Bei uns: 7:30 Uhr Frühbesprechung, Patient XY und YZ kommt hinterher auf die Intensiv.

Du bist schon viel länger wach als wir. Hast die Mama gerufen, geweckt und durch dein fröhlichstes Lachen für den frühen Start in den Tag entschädigt.

Bei uns: „Bei dem und dem bitte nochmal nach der Gerinnung gucken und klären, ob man da einen PDK legen kann, noch Fragen? Einen erfolgreichen Tag allerseits.“

Du guckst Mama bei der Morgenroutine zu, arbeitest dich am Boden an den Handtüchern und der dort liegenden Wäsche ab. Der Schlafanzug riecht nach Papa, der Pulli von Mama duftet und ist auch noch kuschelig. Oh, die Bürste schmeckt herrlich. Mit den Füßen bekomme ich die so noch besser im Mund gedreht.

Bei uns: Umkleiden für den OP, raus aus dem blauen Kasack, rein in die grünen Klamotten, OP-Haube und Mundschutz an, erstes Kind begrüßen, gegessen? getrunken? letzter Gerätecheck, and off we go ...

Zum Frühstück gibt es Brei

Zum Frühstück gibt es Brei. Den macht Mama mit diesem Blubberdings. Das leuchtet sogar bunt! Und es hat einen Schwanz. Wie dein Kuscheltier-Schweinchen. „Das angle ich mir ja auch immer an dem Ringelschwanz“, denkst du.

Bei uns: Metallentfernung rechter Arm bei Z.n. Unterarmfraktur vor zehn Wochen, gesundes Kind, 2,5er Larynxmaske. „Guten Morgen OP-Team“, „Gut, und bei dir so?“ Freigabe, Schnitt, Blutdruckwerte etc. protokollieren.

Du ziehst am Ringelschwanz vom lustigen Blubberdings und diese eine Sekunde verändert die nächsten Monate. Und Jahre. Es wird deine Selbstwahrnehmung und dein Selbstbewusstsein beeinflussen. Es lässt dich schneller reifen als es dir und deinen Eltern lieb ist. Deine Naivität und dein Verhältnis zu Ärzten und Krankenhäusern verändert sich für immer.

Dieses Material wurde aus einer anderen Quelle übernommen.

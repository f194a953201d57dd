use std::cmp::Ordering;

use procflow_core::ExecutionContext;
use serde_json::Value;

/// A parsed flow condition.
///
/// Supported expressions:
/// - `path == literal`, `path != literal`
/// - `path > literal`, `>=`, `<`, `<=` (numbers or strings)
/// - `path contains "substr"` (substring, or element of an array)
/// - `exists path`
/// - `!path`, `path` (truthiness)
///
/// Paths are dotted context lookups; literals are JSON.
#[derive(Debug, Clone, PartialEq)]
pub enum Condition {
    Compare {
        path: String,
        op: CompareOp,
        value: Value,
    },
    Contains {
        path: String,
        needle: Value,
    },
    Exists(String),
    Truthy(String),
    Falsy(String),
}

#[derive(Debug, Clone, Copy, PartialEq, Eq)]
pub enum CompareOp {
    Eq,
    Ne,
    Gt,
    Ge,
    Lt,
    Le,
}

// Longest first so `>=` is not read as `>`.
const OPERATORS: &[(&str, CompareOp)] = &[
    ("==", CompareOp::Eq),
    ("!=", CompareOp::Ne),
    (">=", CompareOp::Ge),
    ("<=", CompareOp::Le),
    (">", CompareOp::Gt),
    ("<", CompareOp::Lt),
];

impl Condition {
    /// Parse an expression. Errors describe what is wrong with it.
    pub fn parse(expr: &str) -> Result<Self, String> {
        let expr = expr.trim();
        if expr.is_empty() {
            return Err("empty condition".to_string());
        }

        if expr == "exists" {
            return Err(format!("missing variable path in '{}'", expr));
        }
        if let Some(rest) = expr.strip_prefix("exists ") {
            return Ok(Self::Exists(parse_path(rest.trim(), expr)?.to_string()));
        }
        if let Some(rest) = expr.strip_prefix('!') {
            return Ok(Self::Falsy(parse_path(rest.trim(), expr)?.to_string()));
        }

        let (path, rest) = split_path(expr);
        if path.is_empty() {
            return Err(format!("expected a variable path in '{}'", expr));
        }
        let rest = rest.trim_start();
        if rest.is_empty() {
            return Ok(Self::Truthy(path.to_string()));
        }

        if let Some(literal) = rest.strip_prefix("contains") {
            if !literal.starts_with(char::is_whitespace) {
                return Err(format!("unknown operator in '{}'", expr));
            }
            return Ok(Self::Contains {
                path: path.to_string(),
                needle: parse_literal(literal, expr)?,
            });
        }

        for (symbol, op) in OPERATORS {
            if let Some(literal) = rest.strip_prefix(symbol) {
                return Ok(Self::Compare {
                    path: path.to_string(),
                    op: *op,
                    value: parse_literal(literal, expr)?,
                });
            }
        }

        Err(format!("unknown operator in '{}'", expr))
    }

    /// Evaluate against a context. A missing variable makes every
    /// comparison false.
    pub fn evaluate(&self, ctx: &ExecutionContext) -> bool {
        match self {
            Self::Exists(path) => ctx.lookup(path).is_some(),
            Self::Truthy(path) => ctx.lookup(path).is_some_and(is_truthy),
            Self::Falsy(path) => !ctx.lookup(path).is_some_and(is_truthy),
            Self::Contains { path, needle } => match ctx.lookup(path) {
                Some(Value::String(s)) => needle.as_str().is_some_and(|n| s.contains(n)),
                Some(Value::Array(items)) => items.iter().any(|item| loosely_equal(item, needle)),
                _ => false,
            },
            Self::Compare { path, op, value } => {
                let Some(actual) = ctx.lookup(path) else {
                    return false;
                };
                match op {
                    CompareOp::Eq => loosely_equal(actual, value),
                    CompareOp::Ne => !loosely_equal(actual, value),
                    CompareOp::Gt => order(actual, value) == Some(Ordering::Greater),
                    CompareOp::Ge => matches!(
                        order(actual, value),
                        Some(Ordering::Greater | Ordering::Equal)
                    ),
                    CompareOp::Lt => order(actual, value) == Some(Ordering::Less),
                    CompareOp::Le => matches!(
                        order(actual, value),
                        Some(Ordering::Less | Ordering::Equal)
                    ),
                }
            }
        }
    }
}

fn is_path_char(c: char) -> bool {
    c.is_alphanumeric() || c == '_' || c == '.' || c == '-'
}

/// Split a leading path token off the expression.
fn split_path(expr: &str) -> (&str, &str) {
    let end = expr.find(|c| !is_path_char(c)).unwrap_or(expr.len());
    expr.split_at(end)
}

fn parse_path<'a>(s: &'a str, expr: &str) -> Result<&'a str, String> {
    if s.is_empty() || !s.chars().all(is_path_char) {
        return Err(format!("invalid variable path in '{}'", expr));
    }
    Ok(s)
}

fn parse_literal(s: &str, expr: &str) -> Result<Value, String> {
    let s = s.trim();
    if s.is_empty() {
        return Err(format!("missing literal in '{}'", expr));
    }
    serde_json::from_str(s).map_err(|_| format!("invalid literal '{}' in '{}'", s, expr))
}

fn is_truthy(v: &Value) -> bool {
    match v {
        Value::Null => false,
        Value::Bool(b) => *b,
        Value::Number(n) => n.as_f64().is_some_and(|f| f != 0.0),
        Value::String(s) => !s.is_empty(),
        Value::Array(a) => !a.is_empty(),
        Value::Object(o) => !o.is_empty(),
    }
}

/// JSON equality that treats `1` and `1.0` as the same number.
fn loosely_equal(a: &Value, b: &Value) -> bool {
    match (a, b) {
        (Value::Number(x), Value::Number(y)) => x.as_f64() == y.as_f64(),
        _ => a == b,
    }
}

fn order(a: &Value, b: &Value) -> Option<Ordering> {
    match (a, b) {
        (Value::Number(x), Value::Number(y)) => x.as_f64()?.partial_cmp(&y.as_f64()?),
        (Value::String(x), Value::String(y)) => Some(x.cmp(y)),
        _ => None,
    }
}
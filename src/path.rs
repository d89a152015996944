//! Path normalization and resolution.

use crate::error::{ObserveError, Result};
use crate::types::{Key, Symbol};
use crate::value::{Object, Value};

/// Default separator for string paths.
pub const DEFAULT_SEPARATOR: &str = ".";

/// Joiner for internal path keys. Segments are length-prefixed, so a name
/// containing it cannot forge a boundary.
const INTERNAL_JOINER: char = '\u{1f}';

/// The accepted shapes of a path.
#[derive(Clone, Debug)]
pub enum PathSpec {
    /// Separator-delimited string.
    Text(String),
    Segments(Vec<Key>),
    /// A single opaque segment.
    Symbol(Symbol),
}

impl From<&str> for PathSpec {
    fn from(s: &str) -> Self {
        PathSpec::Text(s.to_string())
    }
}

impl From<String> for PathSpec {
    fn from(s: String) -> Self {
        PathSpec::Text(s)
    }
}

impl From<Symbol> for PathSpec {
    fn from(sym: Symbol) -> Self {
        PathSpec::Symbol(sym)
    }
}

impl From<Key> for PathSpec {
    fn from(key: Key) -> Self {
        PathSpec::Segments(vec![key])
    }
}

impl From<Vec<Key>> for PathSpec {
    fn from(keys: Vec<Key>) -> Self {
        PathSpec::Segments(keys)
    }
}

impl From<&[Key]> for PathSpec {
    fn from(keys: &[Key]) -> Self {
        PathSpec::Segments(keys.to_vec())
    }
}

impl From<Vec<&str>> for PathSpec {
    fn from(parts: Vec<&str>) -> Self {
        PathSpec::Segments(parts.into_iter().map(Key::from).collect())
    }
}

impl<const N: usize> From<[&str; N]> for PathSpec {
    fn from(parts: [&str; N]) -> Self {
        PathSpec::Segments(parts.into_iter().map(Key::from).collect())
    }
}

/// Turn any accepted path shape into an ordered segment list.
///
/// An empty string is the empty path (the root itself).
pub fn normalize(spec: impl Into<PathSpec>, separator: &str) -> Vec<Key> {
    match spec.into() {
        PathSpec::Text(text) if text.is_empty() => Vec::new(),
        PathSpec::Text(text) if separator.is_empty() => vec![Key::Name(text)],
        PathSpec::Text(text) => text.split(separator).map(Key::from).collect(),
        PathSpec::Segments(keys) => keys,
        PathSpec::Symbol(sym) => vec![Key::Symbol(sym)],
    }
}

/// Options for [`resolve`] and [`set_from_path`].
#[derive(Clone, Debug, Default)]
pub struct ResolveOptions {
    /// Create missing intermediate containers.
    pub create: bool,
    /// Keys of alternate containers tried, in order, when a segment is
    /// missing at some level.
    pub fallbacks: Vec<Key>,
}

fn fallback_holding(container: &Object, key: &Key, fallbacks: &[Key]) -> Option<Object> {
    fallbacks.iter().find_map(|fallback| {
        let alternate = container.get(fallback.clone())?;
        let alternate = alternate.as_object()?;
        alternate.has(key.clone()).then(|| alternate.clone())
    })
}

fn step(container: &Object, key: &Key, options: &ResolveOptions) -> Option<Value> {
    if let Some(value) = container.get(key.clone()) {
        return Some(value);
    }
    if let Some(alternate) = fallback_holding(container, key, &options.fallbacks) {
        return alternate.get(key.clone());
    }
    if options.create {
        let created = Object::new();
        container.set(key.clone(), created.clone()).ok()?;
        return Some(Value::Object(created));
    }
    None
}

/// Resolve `segments` against `root`.
///
/// Missing segments yield `None`; the graph is only touched when
/// `options.create` is set.
pub fn resolve(root: &Value, segments: &[Key], options: &ResolveOptions) -> Option<Value> {
    let mut current = root.clone();
    for key in segments {
        let container = current.as_object()?.clone();
        current = step(&container, key, options)?;
    }
    Some(current)
}

/// Find the container and key that own the final segment.
///
/// The key need not exist yet; only its parent must resolve.
pub fn resolve_slot(root: &Value, segments: &[Key], options: &ResolveOptions) -> Option<(Object, Key)> {
    let (last, parents) = segments.split_last()?;
    let parent = resolve(root, parents, options)?;
    let container = parent.as_object()?.clone();
    if container.has(last.clone()) {
        return Some((container, last.clone()));
    }
    match fallback_holding(&container, last, &options.fallbacks) {
        Some(alternate) => Some((alternate, last.clone())),
        None => Some((container, last.clone())),
    }
}

/// Write `value` at `segments` through [`Object::set`].
pub fn set_from_path(
    root: &Value,
    segments: &[Key],
    value: Value,
    options: &ResolveOptions,
) -> Result<()> {
    let (container, key) = resolve_slot(root, segments, options)
        .ok_or_else(|| ObserveError::ReferenceMissing(public_path(segments, DEFAULT_SEPARATOR)))?;
    container.set(key, value)
}

/// Segments as seen by clients: symbols removed.
pub fn public_segments(segments: &[Key]) -> Vec<String> {
    segments
        .iter()
        .filter_map(|k| k.as_name().map(str::to_string))
        .collect()
}

pub fn public_path(segments: &[Key], separator: &str) -> String {
    public_segments(segments).join(separator)
}

/// Collision-free key for pools and lookup tables.
pub(crate) fn path_key(segments: &[Key]) -> String {
    let mut key = String::new();
    for (i, segment) in segments.iter().enumerate() {
        if i > 0 {
            key.push(INTERNAL_JOINER);
        }
        key.push_str(&segment.internal());
    }
    key
}

#[cfg(test)]
mod tests {
    use super::*;

    fn sample() -> Value {
        let inner = Object::new().with("leaf", 3);
        Value::from(Object::new().with("branch", inner).with("top", 1))
    }

    #[test]
    fn test_normalize_shapes() {
        assert_eq!(
            normalize("a.b.c", "."),
            vec![Key::from("a"), Key::from("b"), Key::from("c")]
        );
        assert_eq!(normalize("a/b", "/"), vec![Key::from("a"), Key::from("b")]);
        assert_eq!(normalize(["x", "y"], "."), vec![Key::from("x"), Key::from("y")]);
        assert!(normalize("", ".").is_empty());

        let sym = Symbol::new("only");
        assert_eq!(normalize(sym.clone(), "."), vec![Key::Symbol(sym)]);
    }

    #[test]
    fn test_resolve_nested_and_missing() {
        let root = sample();
        let found = resolve(&root, &normalize("branch.leaf", "."), &ResolveOptions::default());
        assert_eq!(found, Some(Value::Int(3)));

        let missing = resolve(&root, &normalize("branch.nope.deeper", "."), &ResolveOptions::default());
        assert!(missing.is_none());

        let through_leaf = resolve(&root, &normalize("top.more", "."), &ResolveOptions::default());
        assert!(through_leaf.is_none());
    }

    #[test]
    fn test_resolve_with_create_builds_containers() {
        let root = Value::from(Object::new());
        let options = ResolveOptions {
            create: true,
            ..Default::default()
        };
        set_from_path(&root, &normalize("a.b.c", "."), Value::from(9), &options).unwrap();

        let found = resolve(&root, &normalize("a.b.c", "."), &ResolveOptions::default());
        assert_eq!(found, Some(Value::Int(9)));
    }

    #[test]
    fn test_set_without_create_reports_missing_parent() {
        let root = Value::from(Object::new());
        let result = set_from_path(&root, &normalize("a.b", "."), Value::from(1), &ResolveOptions::default());
        assert!(matches!(result, Err(ObserveError::ReferenceMissing(_))));
    }

    #[test]
    fn test_fallback_containers() {
        let children = Object::new().with("child", 5);
        let root = Value::from(Object::new().with("__children", children.clone()));
        let options = ResolveOptions {
            fallbacks: vec![Key::from("__children")],
            ..Default::default()
        };

        let found = resolve(&root, &normalize("child", "."), &options);
        assert_eq!(found, Some(Value::Int(5)));

        let (owner, key) = resolve_slot(&root, &normalize("child", "."), &options).unwrap();
        assert!(owner.ptr_eq(&children));
        assert_eq!(key, Key::from("child"));
    }

    #[test]
    fn test_public_path_strips_symbols_but_keys_do_not() {
        let a = Symbol::new("s");
        let b = Symbol::new("s");
        let left = vec![Key::from("x"), Key::from(&a)];
        let right = vec![Key::from("x"), Key::from(&b)];

        assert_eq!(public_path(&left, "."), "x");
        assert_eq!(public_path(&left, "."), public_path(&right, "."));
        assert_ne!(path_key(&left), path_key(&right));
    }

    #[test]
    fn test_path_keys_are_injective() {
        let joined = format!("a{INTERNAL_JOINER}b");
        let one = vec![Key::from(joined.as_str())];
        let two = vec![Key::from("a"), Key::from("b")];
        assert_ne!(path_key(&one), path_key(&two));

        let sym = Symbol::new("s");
        let forged = Key::from(&sym).internal();
        assert_ne!(
            path_key(&[Key::from(forged.as_str())]),
            path_key(&[Key::from(&sym)])
        );
    }
}
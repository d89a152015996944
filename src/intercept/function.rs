//! Function-call interception.

use super::Restoration;
use crate::error::Result;
use crate::listeners::Publisher;
use crate::types::{ActiveInfo, InfoOptions, Key};
use crate::value::{Function, Object, Value};
use std::time::Instant;

/// Replace the function at `(owner, key)` with a forwarding wrapper.
///
/// The wrapper calls `original` with the same arguments, publishes the call
/// and hands back exactly what `original` returned, errors included.
pub(crate) fn install(
    owner: &Object,
    key: &Key,
    original: Function,
    publisher: Publisher,
    options: InfoOptions,
) -> Result<Restoration> {
    let target = original.clone();
    let wrapper = Function::wrapping(&original, move |args| {
        let started = options.performance.then(Instant::now);
        let result = target.call(args);

        let info = ActiveInfo {
            id: None,
            function: Some(target.clone()),
            arguments: Some(args.to_vec()),
            info: options,
            performance: started.map(|s| s.elapsed()),
            error: result.as_ref().err().cloned(),
        };
        let output = result.as_ref().map_or(Value::Null, Clone::clone);
        publisher.publish(info, &output, None);

        result
    });

    owner.swap_function(key, &original, wrapper.clone())?;
    Ok(Restoration::Function {
        owner: owner.clone(),
        key: key.clone(),
        original,
        wrapper,
    })
}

„Kind 3 J., Mehrfachverbrennung durch Wasserkocher, Landung in 12 Minuten, Aufnahme über Schockraum und Kinderintensiv“

Die Augen deiner Mama sind rot geweint

Und dann sehen wir uns.
 Du kommst in einem Dämmerzustand zu uns, driftest immer wieder in die medikamentöse Traumwelt ab, kämpfst dich zurück, guckst die aufgelöste Mama an.
 Deine Mama hat jetzt schon feuerrote Augen, ist völlig verheult und macht sich Selbstvorwürfe in XXL. Mama unterschreibt die Daueraufklärung. Wir nehmen dich mit.
 Du bekommst eine amtliche Narkose, wir legen einen zentralen Venenzugang – du wirst ihn brauchen. Es folgt das Debridement.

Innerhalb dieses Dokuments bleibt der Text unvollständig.